L fútbol corre muy deprisa. Sin reflexión. El pitido final es un pitido de inicio. Marcelino García Toral pidió a sus pupilos que detuvieran el tiempo. Que abrieran sus entrañas, que indagaran en sus almas. Que se vieran de chicos, jugando en los patios, imaginando gradas, recreando goles, sucios, embarrados, pero alegres, apasionados e ilusionados, soñando con ser lo que son, sin las ataduras de la responsabilidad, para poder comprender el día a día del camino a la final de Copa, para disfrutar de cada minuto del privilegiado recorrido, orgullosos de ser lo que quisieron ser. Apelando a la pureza del ser humano, a la sensación de vivir, de ser feliz.

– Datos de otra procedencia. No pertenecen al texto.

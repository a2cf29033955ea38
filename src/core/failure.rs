use derive_more::Display;

/// Outcome of a session operation that did not produce a value.
///
/// Sessions never propagate service errors; they reduce them to a
/// description here and leave the wording of the user-facing message to
/// whoever renders it.
#[derive(Debug, Clone, PartialEq, Eq, Display)]
pub enum Failure {
    /// Required text was missing, nothing was sent.
    #[display("{_0}")]
    EmptyInput(&'static str),

    /// Another request is still waiting for its reply.
    #[display("Busy: wait for the current request")]
    Busy,

    /// The transcript or completion service failed.
    #[display("{_0}")]
    Service(String),
}

impl Failure {
    pub fn service(err: impl std::fmt::Display) -> Self {
        Self::Service(err.to_string())
    }
}

impl std::error::Error for Failure {}

/// Run a service call under an optional deadline, collapsing every error
/// into [`Failure::Service`].
pub async fn bounded<T, E, F>(timeout: Option<std::time::Duration>, call: F) -> Result<T, Failure>
where
    F: Future<Output = Result<T, E>>,
    E: std::fmt::Display,
{
    let result = match timeout {
        Some(limit) => match tokio::time::timeout(limit, call).await {
            Ok(result) => result,
            Err(_) => {
                return Err(Failure::Service(format!(
                    "request timed out after {}s",
                    limit.as_secs()
                )));
            }
        },
        None => call.await,
    };

    result.map_err(Failure::service)
}
use crate::config::CompletionConfig;
use crate::core::failure::{Failure, bounded};
use crate::error::{Error, Result};
use async_openai::{
    Client,
    config::OpenAIConfig,
    types::responses::{
        CreateResponseArgs, EasyInputMessageArgs, InputItem, InputParam, OutputItem,
        OutputMessageContent, Role as ApiRole,
    },
};
use derive_more::Display;
use std::time::Duration;

#[derive(Debug, Clone, Copy, PartialEq, Eq, Display)]
pub enum Role {
    #[display("system")]
    System,
    #[display("user")]
    User,
    #[display("assistant")]
    Assistant,
}

impl From<Role> for ApiRole {
    fn from(role: Role) -> Self {
        match role {
            Role::System => ApiRole::System,
            Role::User => ApiRole::User,
            Role::Assistant => ApiRole::Assistant,
        }
    }
}

#[derive(Debug, Clone, PartialEq)]
pub struct ChatMessage {
    pub role: Role,
    pub content: String,
}

impl ChatMessage {
    pub fn system(content: impl Into<String>) -> Self {
        Self {
            role: Role::System,
            content: content.into(),
        }
    }

    pub fn user(content: impl Into<String>) -> Self {
        Self {
            role: Role::User,
            content: content.into(),
        }
    }

    pub fn assistant(content: impl Into<String>) -> Self {
        Self {
            role: Role::Assistant,
            content: content.into(),
        }
    }
}

#[derive(Debug, Clone, PartialEq)]
pub struct CompletionRequest {
    pub model: String,
    pub temperature: f32,
    pub messages: Vec<ChatMessage>,
}

/// A hosted model that answers a list of role-tagged messages with one
/// assistant message.
pub trait CompletionClient: Send + Sync {
    fn complete(&self, request: CompletionRequest) -> impl Future<Output = Result<String>> + Send;
}

/// Talks to any OpenAI-compatible endpoint (Groq by default).
#[derive(Clone)]
pub struct OpenAiCompletionClient {
    client: Client<OpenAIConfig>,
}

impl OpenAiCompletionClient {
    pub fn new(config: &CompletionConfig) -> Self {
        let openai_config = OpenAIConfig::new()
            .with_api_key(config.api_key.clone())
            .with_api_base(config.api_base.clone());

        Self {
            client: Client::with_config(openai_config),
        }
    }
}

impl CompletionClient for OpenAiCompletionClient {
    async fn complete(&self, request: CompletionRequest) -> Result<String> {
        let items = request
            .messages
            .iter()
            .map(|message| {
                Ok(InputItem::EasyMessage(
                    EasyInputMessageArgs::default()
                        .role(ApiRole::from(message.role))
                        .content(message.content.clone())
                        .build()?,
                ))
            })
            .collect::<Result<Vec<_>>>()?;

        let api_request = CreateResponseArgs::default()
            .model(request.model.clone())
            .temperature(request.temperature)
            .input(InputParam::Items(items))
            .build()?;

        tracing::debug!(
            model = %request.model,
            messages = request.messages.len(),
            "Sending completion request"
        );

        let response = self
            .client
            .responses()
            .create(api_request)
            .await
            .inspect_err(|e| tracing::error!(error = %e, "Completion request failed"))?;

        // Only the first message item counts as the reply.
        let message = response
            .output
            .into_iter()
            .find_map(|output| match output {
                OutputItem::Message(message) => Some(message),
                _ => None,
            })
            .ok_or_else(|| Error::custom("Completion service returned no message"))?;

        let mut content = String::new();
        for part in message.content {
            match part {
                OutputMessageContent::OutputText(text) => content.push_str(&text.text),
                other => tracing::warn!(content = ?other, "Skipping non-text output"),
            }
        }

        Ok(content)
    }
}

/// The one client both the summary and the chat flows go through, with the
/// model and deadline every request shares.
pub struct Completer<C> {
    client: C,
    model: String,
    timeout: Option<Duration>,
}

impl<C: CompletionClient> Completer<C> {
    pub fn new(client: C, model: impl Into<String>, timeout: Option<Duration>) -> Self {
        Self {
            client,
            model: model.into(),
            timeout,
        }
    }

    pub fn model(&self) -> &str {
        &self.model
    }

    pub fn request(&self, temperature: f32, messages: Vec<ChatMessage>) -> CompletionRequest {
        CompletionRequest {
            model: self.model.clone(),
            temperature,
            messages,
        }
    }

    pub async fn complete(
        &self,
        temperature: f32,
        messages: Vec<ChatMessage>,
    ) -> std::result::Result<String, Failure> {
        let request = self.request(temperature, messages);
        bounded(self.timeout, self.client.complete(request)).await
    }
}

En una final, aunque resulta obvio que el talento o el planteamiento táctico cuentan, tanto o más relevante es la gestión de las emociones. Su rostro de tendencia sonriente, de mirada alta y serena, destila convicción, capacidad de dominar situaciones. El semblante de Marcelino se refleja, como en el mito de la caverna de Platón, en las paredes de un vestuario que se impregna de confianza al percibir seguridad en su líder, y esta es liberadora a la hora de ejecutar acciones.

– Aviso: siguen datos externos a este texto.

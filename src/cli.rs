use crate::config::{API_KEY_ENV, DEFAULT_API_BASE, DEFAULT_MODEL};
use crate::tui::theme::Theme;
use clap::{Args, Parser, Subcommand};
use std::path::PathBuf;

#[derive(Parser)]
#[command(name = "tubegist")]
#[command(about = "Download video transcripts, summarize them and chat about the summary")]
#[command(version)]
pub struct Cli {
    #[command(subcommand)]
    pub command: Option<Commands>,

    #[command(flatten)]
    pub options: GlobalOptions,
}

#[derive(Args, Debug, Clone)]
pub struct GlobalOptions {
    /// API key for the completion service
    #[arg(long, env = API_KEY_ENV, hide_env_values = true, global = true)]
    pub api_key: Option<String>,

    /// Base URL of an OpenAI-compatible completion API
    #[arg(long, env = "TUBEGIST_API_BASE", default_value = DEFAULT_API_BASE, global = true)]
    pub api_base: String,

    /// Model used for summaries and chat
    #[arg(long, env = "TUBEGIST_MODEL", default_value = DEFAULT_MODEL, global = true)]
    pub model: String,

    /// Preferred transcript languages (comma-separated)
    #[arg(short, long, default_value = "en", global = true)]
    pub languages: String,

    /// Per-request timeout in seconds, 0 waits forever
    #[arg(long, default_value_t = 120, global = true)]
    pub timeout_secs: u64,

    /// Color theme for the TUI
    #[arg(long, value_enum, default_value_t = Theme::Light, global = true)]
    pub theme: Theme,

    /// Write logs to this file (the TUI logs nowhere otherwise)
    #[arg(long, global = true)]
    pub log_file: Option<PathBuf>,
}

#[derive(Subcommand)]
pub enum Commands {
    /// Download a transcript and print it
    Get {
        /// Video URL or video ID
        video: String,

        /// Print segments with timing as JSON
        #[arg(long)]
        json: bool,

        /// Prefix each line with its time range
        #[arg(long, conflicts_with = "json")]
        timestamps: bool,
    },

    /// Download a transcript and print a bullet-point summary
    Summarize {
        /// Video URL or video ID
        video: String,

        /// Print the summary as HTML
        #[arg(long)]
        html: bool,
    },

    /// Summarize a video, then chat about it on stdin
    Chat {
        /// Video URL or video ID
        video: String,

        /// Chat about the raw transcript instead of a summary
        #[arg(long)]
        no_summary: bool,
    },

    /// Open TUI interface
    Tui,
}

#[cfg(test)]
mod tests {
    use super::*;

    #[test]
    fn no_subcommand_means_tui() {
        let cli = Cli::try_parse_from(["tubegist"]).expect("parse");
        assert!(cli.command.is_none());
        assert_eq!(cli.options.theme, Theme::Light);
    }

    #[test]
    fn global_flags_work_after_the_subcommand() {
        let cli = Cli::try_parse_from(["tubegist", "summarize", "abc", "--theme", "cafe", "--html"])
            .expect("parse");
        assert_eq!(cli.options.theme, Theme::Cafe);
        assert!(matches!(cli.command, Some(Commands::Summarize { html: true, .. })));
    }

    #[test]
    fn json_and_timestamps_conflict() {
        assert!(Cli::try_parse_from(["tubegist", "get", "abc", "--json", "--timestamps"]).is_err());
    }
}
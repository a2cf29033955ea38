use crate::core::failure::{Failure, bounded};
use crate::core::video_id::{VideoId, resolve};
use crate::error::{Error, Result};
use serde::{Deserialize, Serialize};
use std::time::Duration;
use yt_transcript_rs::api::YouTubeTranscriptApi;

pub const MISSING_URL: &str = "Please enter a video URL";

/// One timed line of a transcript, in the order the service returned it.
#[derive(Debug, Clone, PartialEq, Serialize, Deserialize)]
pub struct TranscriptSegment {
    pub text: String,
    pub start: f64,
    pub duration: f64,
}

#[derive(Debug, Clone, PartialEq, Serialize)]
pub struct Transcript {
    pub video_id: String,
    pub segments: Vec<TranscriptSegment>,
}

impl Transcript {
    /// Segment texts joined by newlines, untouched otherwise.
    pub fn text(&self) -> String {
        self.segments
            .iter()
            .map(|segment| segment.text.as_str())
            .collect::<Vec<_>>()
            .join("\n")
    }

    pub fn timestamped_lines(&self) -> Vec<String> {
        self.segments
            .iter()
            .map(|segment| {
                let start = format_timestamp(segment.start);
                let end = format_timestamp(segment.start + segment.duration);
                format!("[{start} - {end}] {}", segment.text)
            })
            .collect()
    }
}

pub trait TranscriptSource: Send + Sync {
    fn fetch(
        &self,
        video_id: &VideoId,
        languages: &[String],
    ) -> impl Future<Output = Result<Vec<TranscriptSegment>>> + Send;
}

#[derive(Clone)]
pub struct YouTubeTranscriptSource {
    api: YouTubeTranscriptApi,
}

impl YouTubeTranscriptSource {
    pub fn new() -> Result<Self> {
        let api = YouTubeTranscriptApi::new(None, None, None)
            .map_err(|e| Error::custom(format!("Failed to set up transcript client: {e}")))?;
        Ok(Self { api })
    }
}

impl TranscriptSource for YouTubeTranscriptSource {
    async fn fetch(&self, video_id: &VideoId, languages: &[String]) -> Result<Vec<TranscriptSegment>> {
        let languages: Vec<&str> = languages.iter().map(String::as_str).collect();

        let transcript = self
            .api
            .fetch_transcript(video_id.as_str(), &languages, false)
            .await
            .map_err(|e| Error::custom(format!("Failed to fetch transcript: {e}")))?;

        Ok(transcript
            .snippets
            .into_iter()
            .map(|snippet| TranscriptSegment {
                text: snippet.text,
                start: snippet.start,
                duration: snippet.duration,
            })
            .collect())
    }
}

pub struct TranscriptSession<S> {
    source: S,
    languages: Vec<String>,
    timeout: Option<Duration>,
}

impl<S: TranscriptSource> TranscriptSession<S> {
    pub fn new(source: S, languages: Vec<String>, timeout: Option<Duration>) -> Self {
        Self {
            source,
            languages,
            timeout,
        }
    }

    #[tracing::instrument(skip(self))]
    pub async fn download(&self, url_or_id: &str) -> std::result::Result<Transcript, Failure> {
        if url_or_id.trim().is_empty() {
            return Err(Failure::EmptyInput(MISSING_URL));
        }

        let video_id = resolve(url_or_id.trim());
        tracing::info!(%video_id, "Fetching transcript");

        let segments = bounded(self.timeout, self.source.fetch(&video_id, &self.languages))
            .await
            .inspect_err(|e| tracing::error!(error = %e, %video_id, "Transcript download failed"))?;

        tracing::info!(%video_id, segments = segments.len(), "Transcript downloaded");

        Ok(Transcript {
            video_id: video_id.to_string(),
            segments,
        })
    }
}

fn format_timestamp(seconds: f64) -> String {
    let total_millis = (seconds.max(0.0) * 1000.0).round() as u64;
    let hours = total_millis / 3_600_000;
    let minutes = (total_millis % 3_600_000) / 60_000;
    let secs = (total_millis % 60_000) / 1_000;
    let millis = total_millis % 1_000;

    if hours > 0 {
        format!("{hours:02}:{minutes:02}:{secs:02}.{millis:03}")
    } else {
        format!("{minutes:02}:{secs:02}.{millis:03}")
    }
}

#[cfg(test)]
mod tests {
    use super::*;
    use crate::core::stubs::{StubSource, segment};

    fn session(source: StubSource) -> TranscriptSession<StubSource> {
        TranscriptSession::new(source, vec!["en".into()], None)
    }

    #[tokio::test]
    async fn empty_input_skips_the_service() {
        let source = StubSource::returning(vec![segment("Hello")]);
        let calls = source.calls.clone();

        let result = session(source).download("").await;

        assert_eq!(result, Err(Failure::EmptyInput(MISSING_URL)));
        assert!(calls.lock().unwrap().is_empty());
    }

    #[tokio::test]
    async fn segments_join_with_newlines() {
        let source = StubSource::returning(vec![segment("Hello"), segment("world")]);
        let calls = source.calls.clone();

        let transcript = session(source)
            .download("https://youtube.com/watch?v=abc123&t=10")
            .await
            .expect("transcript");

        assert_eq!(transcript.text(), "Hello\nworld");
        assert_eq!(transcript.video_id, "abc123");
        assert_eq!(*calls.lock().unwrap(), vec!["abc123".to_string()]);
    }

    #[tokio::test]
    async fn text_is_not_trimmed_or_deduplicated() {
        let source = StubSource::returning(vec![segment("  a "), segment("  a "), segment("b")]);

        let transcript = session(source).download("id").await.expect("transcript");

        assert_eq!(transcript.text(), "  a \n  a \nb");
    }

    #[tokio::test]
    async fn service_failure_becomes_a_description() {
        let source = StubSource::failing("Transcripts are disabled for this video");

        let result = session(source).download("dQw4w9WgXcQ").await;

        assert_eq!(
            result,
            Err(Failure::Service(
                "Transcripts are disabled for this video".into()
            ))
        );
    }

    #[test]
    fn timestamps_format_minutes_and_hours() {
        assert_eq!(format_timestamp(65.25), "01:05.250");
        assert_eq!(format_timestamp(3723.0), "01:02:03.000");
    }

    #[test]
    fn timestamped_lines_cover_each_segment() {
        let transcript = Transcript {
            video_id: "x".into(),
            segments: vec![TranscriptSegment {
                text: "hi".into(),
                start: 1.0,
                duration: 2.5,
            }],
        };
        assert_eq!(transcript.timestamped_lines(), vec!["[00:01.000 - 00:03.500] hi"]);
    }
}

Marcelino, catártico, inculcó la tranquilidad para que sus jugadores fueran capaces de trasladar la propuesta al campo. Porque todo lo que considera como sus principios -"intensidad, rapidez, agilidad, ambición y espíritu de solidaridad"- son lo que cualquiera desearía para su equipo; aunque no todos logran plasmarlos sobre el terreno de juego. ¿Por qué? La diferencia está en la confianza, que se transforma en temple, en la capacidad de disfrutar persiguiendo la victoria en lugar de sufrir tratando de esquivar la derrota. Son puntos de vista. Marcelino logró cambiar la mirada de este equipo. Lo hizo de perspectiva ganadora. Pero ayer el Athletic sufrió. Fue incapaz de disfrutar. Jugó incómodo. Y esto impidió gozar de la serenidad para ejecutar un plan.

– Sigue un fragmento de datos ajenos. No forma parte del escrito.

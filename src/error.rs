use derive_more::{Display, From};

pub type Result<T> = core::result::Result<T, Error>;

#[derive(Debug, Display, From)]
pub enum Error {
    #[display("{_0}")]
    Custom(String),

    #[display("Missing API key: pass --api-key or set {env_var}")]
    MissingApiKey { env_var: &'static str },

    #[from]
    #[display("IO error: {_0}")]
    Io(std::io::Error),

    #[from]
    #[display("OpenAI client error: {_0}")]
    OpenAI(async_openai::error::OpenAIError),

    #[from]
    #[display("JSON error: {_0}")]
    Json(serde_json::Error),

    #[from]
    #[display("{_0}")]
    Failure(crate::core::Failure),
}

impl Error {
    pub fn custom(message: impl Into<String>) -> Self {
        Self::Custom(message.into())
    }
}

impl std::error::Error for Error {}
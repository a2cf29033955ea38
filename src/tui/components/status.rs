use crate::tui::theme::Palette;
use ratatui::{
    Frame,
    layout::Rect,
    style::{Modifier, Style},
    widgets::{Block, Borders, Paragraph},
};

const SPINNER: [&str; 4] = ["|", "/", "-", "\\"];

/// One-line status bar with a spinner while a request is in flight.
pub struct StatusLine {
    pub message: String,
    pub updated_at: Option<String>,
    pub busy: bool,
    frame: usize,
}

impl StatusLine {
    pub fn new() -> Self {
        Self {
            message: String::new(),
            updated_at: None,
            busy: false,
            frame: 0,
        }
    }

    pub fn set_message(&mut self, message: impl Into<String>) {
        self.message = message.into();
        self.updated_at = Some(chrono::Local::now().format("%H:%M:%S").to_string());
    }

    pub fn start(&mut self, message: impl Into<String>) {
        self.busy = true;
        self.frame = 0;
        self.set_message(message);
    }

    pub fn finish(&mut self, message: impl Into<String>) {
        self.busy = false;
        self.set_message(message);
    }

    pub fn tick(&mut self) {
        if self.busy {
            self.frame = (self.frame + 1) % SPINNER.len();
        }
    }

    pub fn render(&self, f: &mut Frame, area: Rect, palette: &Palette) {
        let spinner = if self.busy { SPINNER[self.frame] } else { " " };
        let text = match &self.updated_at {
            Some(at) => format!("{spinner} [{at}] {}", self.message),
            None => format!("{spinner} {}", self.message),
        };

        let paragraph = Paragraph::new(text)
            .style(
                Style::default()
                    .fg(palette.muted)
                    .bg(palette.bg)
                    .add_modifier(Modifier::ITALIC),
            )
            .block(Block::default().borders(Borders::ALL).title("Status"));
        f.render_widget(paragraph, area);
    }
}

impl Default for StatusLine {
    fn default() -> Self {
        Self::new()
    }
}
use derive_more::Display;
use ratatui::style::Color;

#[derive(Debug, Clone, Copy, PartialEq, Eq, Default, Display, clap::ValueEnum)]
pub enum Theme {
    #[default]
    Light,
    Dark,
    Cafe,
}

#[derive(Debug, Clone, Copy, PartialEq, Eq)]
pub struct Palette {
    pub bg: Color,
    pub fg: Color,
    pub accent: Color,
    pub muted: Color,
    pub error: Color,
}

impl Theme {
    pub fn next(self) -> Self {
        match self {
            Theme::Light => Theme::Dark,
            Theme::Dark => Theme::Cafe,
            Theme::Cafe => Theme::Light,
        }
    }

    pub fn palette(self) -> Palette {
        match self {
            Theme::Light => Palette {
                bg: Color::Rgb(0xf5, 0xf7, 0xfa),
                fg: Color::Rgb(0x33, 0x33, 0x33),
                accent: Color::Rgb(0x52, 0x5a, 0xff),
                muted: Color::Rgb(0x6c, 0x75, 0x7d),
                error: Color::Rgb(0xc0, 0x39, 0x2b),
            },
            Theme::Dark => Palette {
                bg: Color::Rgb(0x2c, 0x3e, 0x50),
                fg: Color::Rgb(0xec, 0xf0, 0xf1),
                accent: Color::Rgb(0xff, 0x00, 0xff),
                muted: Color::Rgb(0x95, 0xa5, 0xa6),
                error: Color::Rgb(0xe7, 0x4c, 0x3c),
            },
            Theme::Cafe => Palette {
                bg: Color::Rgb(0xd7, 0xcc, 0xc8),
                fg: Color::Rgb(0x4e, 0x34, 0x2e),
                accent: Color::Rgb(0x80, 0x00, 0x80),
                muted: Color::Rgb(0x8d, 0x6e, 0x63),
                error: Color::Rgb(0xb7, 0x1c, 0x1c),
            },
        }
    }
}

#[cfg(test)]
mod tests {
    use super::Theme;

    #[test]
    fn cycling_visits_every_theme() {
        let mut theme = Theme::default();
        let mut seen = vec![theme];
        for _ in 0..3 {
            theme = theme.next();
            seen.push(theme);
        }
        assert_eq!(seen, vec![Theme::Light, Theme::Dark, Theme::Cafe, Theme::Light]);
    }
}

Toda historia tiene su fin. Antes o después, porque era cuestión de tiempo, el efecto de Marcelino iba a menguar. Nada es eterno, y menos en el volátil fútbol. Sucedió en la final de Copa, el partido más esperado del último año, quizá uno de los más deseados de la historia del club, impregnado por la emotividad y el dolor de los que se fueron. El Athletic de Marcelino recibió su primer gran revés, gigante, himalayesco. Las expectativas fueron elevadas desde su llegada, acrecentadas por el título de la Supercopa. El asturiano cambió la dinámica del equipo. Hizo creer. Y cuando la fe es alta, la caída es más dolorosa. El Athletic, empujado hasta este partido por el liderazgo del entrenador, sucumbió contra la Real Sociedad. Un detalle, como auguró el técnico, desequilibró la balanza. Un penalti. Pero hubo mar de fondo. La Real, aunque entorpecida por la zaga bilbaina, fue más Real que Athletic el Athletic. Los leones no estuvieron a la altura.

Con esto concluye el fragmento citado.